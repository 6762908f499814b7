//! First-class render warnings.
//!
//! The core never throws across the render boundary (spec §7): every
//! recoverable failure is recorded here instead, and returned to the host
//! alongside the [`crate::Layout`] it nonetheless produced. Hosts decide
//! whether to surface these to a user; the pipeline's own behavior never
//! depends on whether a warning was read.

use std::fmt;

/// The block or style-graph location a warning refers to, when known.
#[derive(Debug, Clone, PartialEq, Eq)]
pub enum WarningSite {
    /// A specific block, by its stable id.
    Block(String),
    /// A style definition, by styleId.
    Style(String),
    /// A numbering definition, by (numId, ilvl).
    Numbering {
        /// Concrete numbering id.
        num_id: u32,
        /// Zero-based level index.
        ilvl: u8,
    },
    /// No specific site; applies to the whole render.
    Document,
}

impl fmt::Display for WarningSite {
    fn fmt(&self, f: &mut fmt::Formatter<'_>) -> fmt::Result {
        match self {
            WarningSite::Block(id) => write!(f, "block {id}"),
            WarningSite::Style(id) => write!(f, "style {id}"),
            WarningSite::Numbering { num_id, ilvl } => {
                write!(f, "numbering {num_id}/{ilvl}")
            }
            WarningSite::Document => write!(f, "document"),
        }
    }
}

/// The taxonomy of recoverable failures described in spec §7.
#[derive(Debug, Clone, PartialEq, Eq)]
pub enum WarningKind {
    /// Unknown node type, orphan attribute, or missing required attr: node was skipped.
    InputMalformed {
        /// Human-readable reason (e.g. `"unknown node type 'foo'"`).
        reason: String,
    },
    /// Cyclic `basedOn`, missing referenced style, or unresolved `abstractNumId`.
    StyleResolutionDegraded {
        /// Human-readable reason.
        reason: String,
    },
    /// A paragraph referenced `{numId, ilvl}` with no matching definition.
    NumberingGap {
        /// The numId that failed to resolve.
        num_id: u32,
        /// The requested level.
        ilvl: u8,
    },
    /// A cached entry mapped to a negative new position and was discarded.
    CacheInconsistent {
        /// Human-readable reason.
        reason: String,
    },
    /// The measurer could not shape a run (font not loaded, shaper exception).
    MeasurerFailure {
        /// Human-readable reason.
        reason: String,
    },
    /// An atomic block was taller than the page and could not be split; it was clipped.
    UnresolvableOverflow {
        /// The content height that did not fit, in pixels.
        content_height_px: f64,
        /// The available height it was clipped to, in pixels.
        available_height_px: f64,
    },
}

impl fmt::Display for WarningKind {
    fn fmt(&self, f: &mut fmt::Formatter<'_>) -> fmt::Result {
        match self {
            WarningKind::InputMalformed { reason } => write!(f, "input malformed: {reason}"),
            WarningKind::StyleResolutionDegraded { reason } => {
                write!(f, "style resolution degraded: {reason}")
            }
            WarningKind::NumberingGap { num_id, ilvl } => {
                write!(f, "numbering gap: numId={num_id} ilvl={ilvl} has no definition")
            }
            WarningKind::CacheInconsistent { reason } => {
                write!(f, "cache inconsistent: {reason}")
            }
            WarningKind::MeasurerFailure { reason } => write!(f, "measurer failure: {reason}"),
            WarningKind::UnresolvableOverflow {
                content_height_px,
                available_height_px,
            } => write!(
                f,
                "unresolvable overflow: content height {content_height_px}px \
                 exceeds available {available_height_px}px; clipped"
            ),
        }
    }
}

/// A single warning attached to a render result.
#[derive(Debug, Clone, PartialEq, Eq)]
pub struct Warning {
    /// What went wrong.
    pub kind: WarningKind,
    /// Where it happened, if known.
    pub site: WarningSite,
}

impl Warning {
    /// Construct a warning for the given site.
    pub fn new(kind: WarningKind, site: WarningSite) -> Self {
        Self { kind, site }
    }

    /// Construct a document-scoped warning (no specific block/style/numbering site).
    pub fn document(kind: WarningKind) -> Self {
        Self::new(kind, WarningSite::Document)
    }
}

impl fmt::Display for Warning {
    fn fmt(&self, f: &mut fmt::Formatter<'_>) -> fmt::Result {
        write!(f, "{} ({})", self.kind, self.site)
    }
}

/// Accumulates warnings for a single render and mirrors each one to the
/// `log` facade at the severity the taxonomy implies (spec §2.1 [ADDED]).
#[derive(Debug, Clone, Default)]
pub struct WarningSink {
    warnings: Vec<Warning>,
}

impl WarningSink {
    /// Create an empty sink.
    pub fn new() -> Self {
        Self::default()
    }

    /// Record a warning, logging it at debug level.
    pub fn push(&mut self, warning: Warning) {
        log::debug!("{warning}");
        self.warnings.push(warning);
    }

    /// Consume the sink, returning the accumulated warnings in emission order.
    pub fn into_vec(self) -> Vec<Warning> {
        self.warnings
    }

    /// Number of warnings recorded so far.
    pub fn len(&self) -> usize {
        self.warnings.len()
    }

    /// Whether no warnings have been recorded.
    pub fn is_empty(&self) -> bool {
        self.warnings.is_empty()
    }
}

/// Programmer-facing misuse of the public API (spec §2.2 [ADDED]).
///
/// Unlike [`Warning`], these are returned as `Err` because they indicate the
/// host called the API incorrectly rather than fed it a malformed document.
#[derive(Debug, Clone, PartialEq, Eq)]
pub enum LayoutError {
    /// A [`crate::paginate::PageGeometry`] with non-positive usable width or height.
    InvalidPageGeometry {
        /// Usable content width, in pixels.
        width_px: f64,
        /// Usable content height, in pixels.
        height_px: f64,
    },
    /// The cache was queried or committed without a matching `begin()`.
    CacheNotBegun,
}

impl fmt::Display for LayoutError {
    fn fmt(&self, f: &mut fmt::Formatter<'_>) -> fmt::Result {
        match self {
            LayoutError::InvalidPageGeometry { width_px, height_px } => write!(
                f,
                "invalid page geometry: width={width_px}px height={height_px}px"
            ),
            LayoutError::CacheNotBegun => {
                write!(f, "flow block cache used without a matching begin()")
            }
        }
    }
}

impl std::error::Error for LayoutError {}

---

EXERCISE —
Exact lines only, please: output the listing from the first line to the line with "pub enum WarningSite", both included.

RESPONSE AREA —
repository 6762908f499814b7
//! First-class render warnings.
//!
//! The core never throws across the render boundary (spec §7): every
//! recoverable failure is recorded here instead, and returned to the host
//! alongside the [`crate::Layout`] it nonetheless produced. Hosts decide
//! whether to surface these to a user; the pipeline's own behavior never
//! depends on whether a warning was read.

use std::fmt;

/// The block or style-graph location a warning refers to, when known.
#[derive(Debug, Clone, PartialEq, Eq)]
pub enum WarningSite {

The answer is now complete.